● TASK DETAILS: Pull out of the data below the stretch of lines bounded by the one containing "Writes a file" and the one containing "let tmp = tmp_path(path);", both bounds included, unchanged.

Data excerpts
○ ○ ○ ○
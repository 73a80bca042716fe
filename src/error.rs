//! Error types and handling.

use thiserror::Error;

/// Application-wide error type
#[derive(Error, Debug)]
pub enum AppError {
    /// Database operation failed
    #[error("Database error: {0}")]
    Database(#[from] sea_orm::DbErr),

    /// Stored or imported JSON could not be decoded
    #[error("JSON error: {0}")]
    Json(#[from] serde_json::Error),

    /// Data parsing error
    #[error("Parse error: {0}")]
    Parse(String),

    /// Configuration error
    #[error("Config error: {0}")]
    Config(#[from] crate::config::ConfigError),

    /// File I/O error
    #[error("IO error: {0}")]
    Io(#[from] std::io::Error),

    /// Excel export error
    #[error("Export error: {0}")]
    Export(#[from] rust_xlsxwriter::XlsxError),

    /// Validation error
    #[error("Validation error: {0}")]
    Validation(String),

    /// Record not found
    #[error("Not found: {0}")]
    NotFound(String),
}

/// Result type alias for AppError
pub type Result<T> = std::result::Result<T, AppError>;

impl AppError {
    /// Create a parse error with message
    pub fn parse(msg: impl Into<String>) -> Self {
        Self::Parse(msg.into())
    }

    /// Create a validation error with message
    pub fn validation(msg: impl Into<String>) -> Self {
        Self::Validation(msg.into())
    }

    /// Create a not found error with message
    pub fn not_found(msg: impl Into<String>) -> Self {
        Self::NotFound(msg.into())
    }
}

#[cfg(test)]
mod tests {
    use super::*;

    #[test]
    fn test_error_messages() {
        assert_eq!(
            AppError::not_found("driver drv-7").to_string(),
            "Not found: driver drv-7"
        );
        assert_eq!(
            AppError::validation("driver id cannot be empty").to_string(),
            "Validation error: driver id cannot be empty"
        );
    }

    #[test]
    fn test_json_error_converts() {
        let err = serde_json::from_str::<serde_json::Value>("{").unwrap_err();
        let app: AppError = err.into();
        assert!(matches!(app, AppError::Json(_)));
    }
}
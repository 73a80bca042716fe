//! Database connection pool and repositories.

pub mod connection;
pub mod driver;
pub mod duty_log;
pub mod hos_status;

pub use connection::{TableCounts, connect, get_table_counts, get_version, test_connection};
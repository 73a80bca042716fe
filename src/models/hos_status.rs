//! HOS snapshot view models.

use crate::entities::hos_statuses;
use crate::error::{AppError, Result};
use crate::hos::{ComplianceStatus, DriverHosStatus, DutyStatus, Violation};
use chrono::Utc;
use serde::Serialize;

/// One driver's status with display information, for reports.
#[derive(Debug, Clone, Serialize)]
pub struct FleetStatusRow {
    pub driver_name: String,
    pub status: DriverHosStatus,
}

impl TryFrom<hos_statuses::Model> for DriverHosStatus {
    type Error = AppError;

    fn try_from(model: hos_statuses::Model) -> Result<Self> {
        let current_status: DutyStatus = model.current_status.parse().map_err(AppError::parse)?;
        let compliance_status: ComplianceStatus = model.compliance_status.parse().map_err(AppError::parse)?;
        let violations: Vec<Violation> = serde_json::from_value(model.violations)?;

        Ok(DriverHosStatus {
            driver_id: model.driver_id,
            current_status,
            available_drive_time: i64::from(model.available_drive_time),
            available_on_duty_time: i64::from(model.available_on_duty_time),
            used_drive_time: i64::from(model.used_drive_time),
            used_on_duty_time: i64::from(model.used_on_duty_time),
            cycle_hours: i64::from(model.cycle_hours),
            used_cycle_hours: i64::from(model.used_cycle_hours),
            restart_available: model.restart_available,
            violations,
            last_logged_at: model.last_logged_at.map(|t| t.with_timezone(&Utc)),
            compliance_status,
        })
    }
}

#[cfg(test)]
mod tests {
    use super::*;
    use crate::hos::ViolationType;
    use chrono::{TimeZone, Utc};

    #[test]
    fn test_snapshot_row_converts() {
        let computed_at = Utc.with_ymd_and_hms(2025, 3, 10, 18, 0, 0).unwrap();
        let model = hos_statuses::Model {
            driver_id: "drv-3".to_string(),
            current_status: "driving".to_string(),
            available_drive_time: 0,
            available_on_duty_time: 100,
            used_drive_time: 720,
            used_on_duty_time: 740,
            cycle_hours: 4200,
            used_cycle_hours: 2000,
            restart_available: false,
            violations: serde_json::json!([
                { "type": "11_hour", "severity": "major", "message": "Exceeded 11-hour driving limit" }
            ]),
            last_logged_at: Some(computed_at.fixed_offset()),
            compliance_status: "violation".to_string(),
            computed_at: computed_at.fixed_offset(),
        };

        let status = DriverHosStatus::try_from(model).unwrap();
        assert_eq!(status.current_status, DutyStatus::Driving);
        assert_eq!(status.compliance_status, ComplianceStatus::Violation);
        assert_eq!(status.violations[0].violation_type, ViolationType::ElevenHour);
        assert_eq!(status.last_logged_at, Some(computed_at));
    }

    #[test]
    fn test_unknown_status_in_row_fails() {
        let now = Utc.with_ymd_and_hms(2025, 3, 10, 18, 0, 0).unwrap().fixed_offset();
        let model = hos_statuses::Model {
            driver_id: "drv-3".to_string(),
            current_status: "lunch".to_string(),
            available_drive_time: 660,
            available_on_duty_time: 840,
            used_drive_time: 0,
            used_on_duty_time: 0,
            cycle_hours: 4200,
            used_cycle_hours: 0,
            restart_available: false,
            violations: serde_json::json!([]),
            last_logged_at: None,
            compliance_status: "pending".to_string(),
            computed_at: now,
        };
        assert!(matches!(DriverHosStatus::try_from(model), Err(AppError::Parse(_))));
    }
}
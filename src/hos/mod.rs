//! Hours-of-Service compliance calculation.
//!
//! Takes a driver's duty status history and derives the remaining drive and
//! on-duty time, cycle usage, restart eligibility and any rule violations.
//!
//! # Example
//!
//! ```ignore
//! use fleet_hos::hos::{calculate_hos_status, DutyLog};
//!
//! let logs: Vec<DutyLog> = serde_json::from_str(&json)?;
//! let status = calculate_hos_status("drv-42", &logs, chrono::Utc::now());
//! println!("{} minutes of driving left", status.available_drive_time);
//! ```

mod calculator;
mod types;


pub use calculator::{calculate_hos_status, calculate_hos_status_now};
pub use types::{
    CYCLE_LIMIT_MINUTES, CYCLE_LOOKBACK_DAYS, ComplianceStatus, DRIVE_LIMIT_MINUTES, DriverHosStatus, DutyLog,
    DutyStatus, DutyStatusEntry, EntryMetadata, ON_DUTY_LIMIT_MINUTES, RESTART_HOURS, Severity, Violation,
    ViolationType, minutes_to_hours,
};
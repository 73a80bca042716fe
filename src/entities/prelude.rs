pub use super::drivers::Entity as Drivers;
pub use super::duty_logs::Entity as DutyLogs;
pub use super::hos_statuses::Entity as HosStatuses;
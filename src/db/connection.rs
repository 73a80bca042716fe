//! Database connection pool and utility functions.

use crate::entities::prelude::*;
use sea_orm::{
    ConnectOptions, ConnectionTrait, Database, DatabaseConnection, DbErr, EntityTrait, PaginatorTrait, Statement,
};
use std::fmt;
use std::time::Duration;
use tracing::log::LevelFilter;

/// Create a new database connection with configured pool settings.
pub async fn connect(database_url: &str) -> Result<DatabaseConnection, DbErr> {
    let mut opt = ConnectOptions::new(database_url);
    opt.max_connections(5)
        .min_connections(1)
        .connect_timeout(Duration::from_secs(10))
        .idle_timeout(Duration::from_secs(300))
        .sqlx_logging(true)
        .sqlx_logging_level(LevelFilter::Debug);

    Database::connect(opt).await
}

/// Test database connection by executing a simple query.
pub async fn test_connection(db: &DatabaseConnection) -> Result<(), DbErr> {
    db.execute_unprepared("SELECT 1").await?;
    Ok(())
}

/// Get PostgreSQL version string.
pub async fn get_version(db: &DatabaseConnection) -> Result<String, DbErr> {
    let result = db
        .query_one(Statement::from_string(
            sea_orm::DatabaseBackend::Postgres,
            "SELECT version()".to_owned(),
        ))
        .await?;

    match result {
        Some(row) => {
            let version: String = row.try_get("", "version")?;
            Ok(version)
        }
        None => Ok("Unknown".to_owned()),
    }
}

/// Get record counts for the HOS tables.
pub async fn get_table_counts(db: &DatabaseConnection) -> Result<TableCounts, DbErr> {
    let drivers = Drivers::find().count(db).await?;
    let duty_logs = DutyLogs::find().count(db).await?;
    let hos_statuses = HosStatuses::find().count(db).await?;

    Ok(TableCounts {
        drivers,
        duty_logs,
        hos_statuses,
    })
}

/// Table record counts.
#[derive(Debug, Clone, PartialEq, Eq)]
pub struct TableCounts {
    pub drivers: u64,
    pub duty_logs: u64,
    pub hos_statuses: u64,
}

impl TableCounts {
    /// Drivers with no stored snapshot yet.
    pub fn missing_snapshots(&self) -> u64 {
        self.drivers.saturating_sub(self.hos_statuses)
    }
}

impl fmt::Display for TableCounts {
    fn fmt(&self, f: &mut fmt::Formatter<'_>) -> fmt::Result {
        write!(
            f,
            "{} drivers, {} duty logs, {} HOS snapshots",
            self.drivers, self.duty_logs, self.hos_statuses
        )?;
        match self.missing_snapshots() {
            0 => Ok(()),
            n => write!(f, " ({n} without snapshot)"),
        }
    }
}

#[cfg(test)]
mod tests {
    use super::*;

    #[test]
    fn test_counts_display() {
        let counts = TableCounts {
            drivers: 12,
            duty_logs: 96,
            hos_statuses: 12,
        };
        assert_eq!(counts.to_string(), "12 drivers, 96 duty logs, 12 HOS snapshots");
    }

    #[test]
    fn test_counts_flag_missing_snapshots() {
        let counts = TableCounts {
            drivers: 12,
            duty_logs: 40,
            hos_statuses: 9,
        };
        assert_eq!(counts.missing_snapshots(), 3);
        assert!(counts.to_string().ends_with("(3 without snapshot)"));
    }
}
○ ○ ○ ○
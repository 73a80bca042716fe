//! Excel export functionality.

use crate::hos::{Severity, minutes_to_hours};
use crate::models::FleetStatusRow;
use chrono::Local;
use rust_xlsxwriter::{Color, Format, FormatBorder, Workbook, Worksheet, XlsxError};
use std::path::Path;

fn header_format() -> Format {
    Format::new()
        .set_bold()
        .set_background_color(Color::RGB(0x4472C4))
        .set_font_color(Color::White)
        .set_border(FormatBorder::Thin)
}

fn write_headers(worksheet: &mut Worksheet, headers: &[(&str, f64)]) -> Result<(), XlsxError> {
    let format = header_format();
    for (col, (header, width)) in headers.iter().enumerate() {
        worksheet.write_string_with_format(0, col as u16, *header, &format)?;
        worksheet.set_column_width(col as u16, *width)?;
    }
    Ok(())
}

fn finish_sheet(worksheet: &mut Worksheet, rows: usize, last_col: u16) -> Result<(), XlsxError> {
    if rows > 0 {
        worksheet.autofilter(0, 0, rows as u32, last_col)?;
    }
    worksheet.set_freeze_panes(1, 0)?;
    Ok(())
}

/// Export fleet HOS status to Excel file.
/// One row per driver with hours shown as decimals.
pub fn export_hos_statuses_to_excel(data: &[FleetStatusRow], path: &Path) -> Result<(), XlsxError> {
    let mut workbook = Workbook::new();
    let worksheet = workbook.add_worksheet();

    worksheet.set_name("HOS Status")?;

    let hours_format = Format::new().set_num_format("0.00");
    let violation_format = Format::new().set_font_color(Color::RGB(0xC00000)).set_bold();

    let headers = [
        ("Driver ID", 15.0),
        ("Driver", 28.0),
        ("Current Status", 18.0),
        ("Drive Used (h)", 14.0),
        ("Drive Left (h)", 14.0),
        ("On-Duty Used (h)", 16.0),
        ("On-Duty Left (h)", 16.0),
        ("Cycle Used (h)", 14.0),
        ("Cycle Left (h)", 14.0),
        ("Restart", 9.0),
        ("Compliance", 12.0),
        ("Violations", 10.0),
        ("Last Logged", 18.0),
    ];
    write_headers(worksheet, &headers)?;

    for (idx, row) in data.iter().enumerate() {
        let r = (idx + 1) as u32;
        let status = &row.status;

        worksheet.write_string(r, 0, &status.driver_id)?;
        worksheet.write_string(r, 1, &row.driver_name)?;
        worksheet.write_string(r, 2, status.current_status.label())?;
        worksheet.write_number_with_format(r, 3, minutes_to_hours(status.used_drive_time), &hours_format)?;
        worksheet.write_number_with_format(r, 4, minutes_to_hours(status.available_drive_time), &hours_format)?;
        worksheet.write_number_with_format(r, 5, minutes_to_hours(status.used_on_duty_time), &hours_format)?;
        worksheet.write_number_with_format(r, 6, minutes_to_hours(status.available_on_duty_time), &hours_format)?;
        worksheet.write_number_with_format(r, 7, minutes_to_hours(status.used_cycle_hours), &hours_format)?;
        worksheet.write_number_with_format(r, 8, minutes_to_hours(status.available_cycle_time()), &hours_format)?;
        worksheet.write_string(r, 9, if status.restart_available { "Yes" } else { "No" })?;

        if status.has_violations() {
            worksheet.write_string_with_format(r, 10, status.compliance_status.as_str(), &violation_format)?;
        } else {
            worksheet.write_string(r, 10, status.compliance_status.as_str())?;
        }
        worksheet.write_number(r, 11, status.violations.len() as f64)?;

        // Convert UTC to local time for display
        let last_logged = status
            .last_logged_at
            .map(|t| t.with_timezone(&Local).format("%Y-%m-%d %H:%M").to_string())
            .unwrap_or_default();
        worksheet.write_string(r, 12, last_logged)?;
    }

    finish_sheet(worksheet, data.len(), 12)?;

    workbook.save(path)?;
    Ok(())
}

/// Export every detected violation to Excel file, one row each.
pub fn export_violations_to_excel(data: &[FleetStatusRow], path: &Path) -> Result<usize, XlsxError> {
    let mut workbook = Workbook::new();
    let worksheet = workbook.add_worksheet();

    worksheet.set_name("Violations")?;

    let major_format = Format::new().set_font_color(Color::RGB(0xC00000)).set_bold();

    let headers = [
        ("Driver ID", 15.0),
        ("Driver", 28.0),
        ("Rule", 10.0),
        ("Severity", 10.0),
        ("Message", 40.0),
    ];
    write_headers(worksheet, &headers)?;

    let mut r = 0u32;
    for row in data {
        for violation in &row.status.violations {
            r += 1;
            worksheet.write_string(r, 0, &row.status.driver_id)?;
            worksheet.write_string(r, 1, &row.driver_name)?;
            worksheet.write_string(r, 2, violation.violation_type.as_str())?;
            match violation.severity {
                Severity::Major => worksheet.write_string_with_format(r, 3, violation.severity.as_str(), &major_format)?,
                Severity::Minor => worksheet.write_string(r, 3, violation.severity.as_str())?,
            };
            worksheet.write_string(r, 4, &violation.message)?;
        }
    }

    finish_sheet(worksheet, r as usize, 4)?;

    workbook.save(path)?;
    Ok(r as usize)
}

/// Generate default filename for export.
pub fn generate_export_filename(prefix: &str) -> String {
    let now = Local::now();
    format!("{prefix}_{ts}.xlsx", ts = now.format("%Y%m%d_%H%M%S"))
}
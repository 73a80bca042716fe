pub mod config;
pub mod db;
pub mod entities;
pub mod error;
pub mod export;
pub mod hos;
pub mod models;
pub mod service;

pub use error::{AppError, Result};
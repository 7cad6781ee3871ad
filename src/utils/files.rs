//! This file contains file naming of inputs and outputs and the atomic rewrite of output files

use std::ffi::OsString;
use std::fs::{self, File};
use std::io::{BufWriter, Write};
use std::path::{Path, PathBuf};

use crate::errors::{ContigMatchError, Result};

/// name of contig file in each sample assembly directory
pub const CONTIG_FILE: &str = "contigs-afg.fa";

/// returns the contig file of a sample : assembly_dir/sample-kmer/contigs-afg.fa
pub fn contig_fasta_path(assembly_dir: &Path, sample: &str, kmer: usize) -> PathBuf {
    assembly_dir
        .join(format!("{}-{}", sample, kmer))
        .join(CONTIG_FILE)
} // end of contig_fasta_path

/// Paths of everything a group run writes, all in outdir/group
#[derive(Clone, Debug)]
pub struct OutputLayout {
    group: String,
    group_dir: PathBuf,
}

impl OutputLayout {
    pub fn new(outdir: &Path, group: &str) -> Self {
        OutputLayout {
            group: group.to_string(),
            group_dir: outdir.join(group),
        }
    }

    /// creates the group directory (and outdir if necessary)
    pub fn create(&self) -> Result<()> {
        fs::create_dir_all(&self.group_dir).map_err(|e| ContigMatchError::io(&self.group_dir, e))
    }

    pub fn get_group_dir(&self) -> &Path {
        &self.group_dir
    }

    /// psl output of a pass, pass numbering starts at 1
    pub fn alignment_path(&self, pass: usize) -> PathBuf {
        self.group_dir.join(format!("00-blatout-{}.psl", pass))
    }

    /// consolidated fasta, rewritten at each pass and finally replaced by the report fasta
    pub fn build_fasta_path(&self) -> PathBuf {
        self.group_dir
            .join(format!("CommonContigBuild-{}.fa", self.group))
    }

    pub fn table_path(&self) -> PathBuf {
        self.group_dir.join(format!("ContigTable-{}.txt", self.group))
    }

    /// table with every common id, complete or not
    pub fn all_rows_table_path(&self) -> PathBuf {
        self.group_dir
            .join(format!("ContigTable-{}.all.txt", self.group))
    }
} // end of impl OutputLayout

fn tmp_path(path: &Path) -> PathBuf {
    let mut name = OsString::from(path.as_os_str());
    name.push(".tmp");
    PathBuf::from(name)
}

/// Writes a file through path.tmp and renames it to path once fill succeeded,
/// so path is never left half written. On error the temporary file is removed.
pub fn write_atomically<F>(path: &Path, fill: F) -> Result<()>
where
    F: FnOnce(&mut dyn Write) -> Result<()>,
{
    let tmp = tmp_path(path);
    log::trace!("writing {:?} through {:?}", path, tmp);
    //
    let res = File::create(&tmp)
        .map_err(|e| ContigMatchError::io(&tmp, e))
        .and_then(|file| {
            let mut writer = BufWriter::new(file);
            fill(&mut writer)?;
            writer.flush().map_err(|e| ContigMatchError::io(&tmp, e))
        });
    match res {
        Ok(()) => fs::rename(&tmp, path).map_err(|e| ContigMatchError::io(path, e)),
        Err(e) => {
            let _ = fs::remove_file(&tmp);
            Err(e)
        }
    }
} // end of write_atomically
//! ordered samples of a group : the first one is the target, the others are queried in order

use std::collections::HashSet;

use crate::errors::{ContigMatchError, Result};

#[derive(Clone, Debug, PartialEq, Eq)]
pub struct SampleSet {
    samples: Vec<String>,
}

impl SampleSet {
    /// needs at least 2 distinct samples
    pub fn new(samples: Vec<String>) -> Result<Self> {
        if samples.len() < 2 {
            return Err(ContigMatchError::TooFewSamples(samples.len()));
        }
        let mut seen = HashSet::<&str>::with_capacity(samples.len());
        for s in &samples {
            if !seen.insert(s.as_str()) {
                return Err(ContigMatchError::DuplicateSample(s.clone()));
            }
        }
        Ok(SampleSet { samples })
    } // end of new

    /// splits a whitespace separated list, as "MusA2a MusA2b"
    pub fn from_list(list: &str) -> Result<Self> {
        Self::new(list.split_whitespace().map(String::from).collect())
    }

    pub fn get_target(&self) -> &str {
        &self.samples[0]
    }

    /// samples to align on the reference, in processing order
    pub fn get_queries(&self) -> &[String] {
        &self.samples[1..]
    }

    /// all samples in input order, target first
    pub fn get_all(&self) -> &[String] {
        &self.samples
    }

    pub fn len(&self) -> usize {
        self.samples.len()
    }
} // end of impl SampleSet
○ ○ ○ ○
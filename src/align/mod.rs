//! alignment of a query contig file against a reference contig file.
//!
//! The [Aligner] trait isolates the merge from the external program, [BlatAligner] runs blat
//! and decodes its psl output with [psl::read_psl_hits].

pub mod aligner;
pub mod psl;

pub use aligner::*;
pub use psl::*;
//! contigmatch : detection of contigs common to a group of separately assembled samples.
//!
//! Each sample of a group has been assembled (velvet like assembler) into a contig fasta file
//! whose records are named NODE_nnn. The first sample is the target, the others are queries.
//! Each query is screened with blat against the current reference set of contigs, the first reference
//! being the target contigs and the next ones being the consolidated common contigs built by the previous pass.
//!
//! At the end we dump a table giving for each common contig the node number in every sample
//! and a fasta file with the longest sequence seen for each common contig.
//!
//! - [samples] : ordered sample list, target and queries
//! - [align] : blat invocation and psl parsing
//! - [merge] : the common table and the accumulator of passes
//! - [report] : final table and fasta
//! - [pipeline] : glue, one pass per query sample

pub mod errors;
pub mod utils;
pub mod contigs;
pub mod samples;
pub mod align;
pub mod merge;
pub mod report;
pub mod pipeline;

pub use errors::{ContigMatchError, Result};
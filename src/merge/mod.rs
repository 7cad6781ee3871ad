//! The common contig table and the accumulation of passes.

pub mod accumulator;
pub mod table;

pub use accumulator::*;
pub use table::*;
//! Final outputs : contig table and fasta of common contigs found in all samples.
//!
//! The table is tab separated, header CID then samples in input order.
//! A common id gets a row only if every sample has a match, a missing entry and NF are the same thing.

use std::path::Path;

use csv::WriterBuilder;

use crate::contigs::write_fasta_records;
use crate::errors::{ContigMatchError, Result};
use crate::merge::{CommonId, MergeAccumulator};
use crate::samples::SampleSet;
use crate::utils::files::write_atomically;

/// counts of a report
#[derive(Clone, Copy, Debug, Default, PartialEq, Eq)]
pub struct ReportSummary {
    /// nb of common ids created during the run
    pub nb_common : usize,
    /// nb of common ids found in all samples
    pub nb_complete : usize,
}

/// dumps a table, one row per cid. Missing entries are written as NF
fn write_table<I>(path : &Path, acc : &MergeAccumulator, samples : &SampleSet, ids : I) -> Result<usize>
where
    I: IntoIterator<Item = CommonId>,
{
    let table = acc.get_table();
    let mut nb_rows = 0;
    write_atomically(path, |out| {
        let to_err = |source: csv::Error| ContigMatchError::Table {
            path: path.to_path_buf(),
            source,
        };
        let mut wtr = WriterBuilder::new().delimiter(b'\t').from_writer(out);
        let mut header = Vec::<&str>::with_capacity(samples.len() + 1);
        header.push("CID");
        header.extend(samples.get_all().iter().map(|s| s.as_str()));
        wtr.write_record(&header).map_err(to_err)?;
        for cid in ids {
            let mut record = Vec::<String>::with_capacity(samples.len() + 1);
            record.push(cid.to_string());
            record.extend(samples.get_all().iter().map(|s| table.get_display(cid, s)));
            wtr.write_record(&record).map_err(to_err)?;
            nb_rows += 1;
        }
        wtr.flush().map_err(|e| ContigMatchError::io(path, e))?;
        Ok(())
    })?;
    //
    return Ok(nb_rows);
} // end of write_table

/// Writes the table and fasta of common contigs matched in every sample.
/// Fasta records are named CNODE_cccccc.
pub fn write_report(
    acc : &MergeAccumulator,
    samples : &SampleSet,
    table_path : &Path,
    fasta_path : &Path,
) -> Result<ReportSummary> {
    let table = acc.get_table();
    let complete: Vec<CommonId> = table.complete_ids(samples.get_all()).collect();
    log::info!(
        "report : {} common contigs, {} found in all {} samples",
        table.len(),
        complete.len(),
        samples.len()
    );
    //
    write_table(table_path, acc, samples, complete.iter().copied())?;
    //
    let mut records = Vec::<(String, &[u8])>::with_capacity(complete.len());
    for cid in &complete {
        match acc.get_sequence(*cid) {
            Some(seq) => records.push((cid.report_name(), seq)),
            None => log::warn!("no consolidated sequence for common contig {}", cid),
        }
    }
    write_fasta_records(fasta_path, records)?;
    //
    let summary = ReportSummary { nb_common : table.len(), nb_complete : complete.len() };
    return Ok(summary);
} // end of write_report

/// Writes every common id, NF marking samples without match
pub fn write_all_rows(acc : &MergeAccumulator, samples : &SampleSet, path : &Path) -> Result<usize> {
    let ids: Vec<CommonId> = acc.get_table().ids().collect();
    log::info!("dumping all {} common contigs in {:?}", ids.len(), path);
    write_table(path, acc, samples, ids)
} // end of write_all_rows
○ ○ ○ ○
● REPLY TO THE TASK:
/// Writes a file through path.tmp and renames it to path once fill succeeded,
/// so path is never left half written. On error the temporary file is removed.
pub fn write_atomically<F>(path: &Path, fill: F) -> Result<()>
where
    F: FnOnce(&mut dyn Write) -> Result<()>,
{
    let tmp = tmp_path(path);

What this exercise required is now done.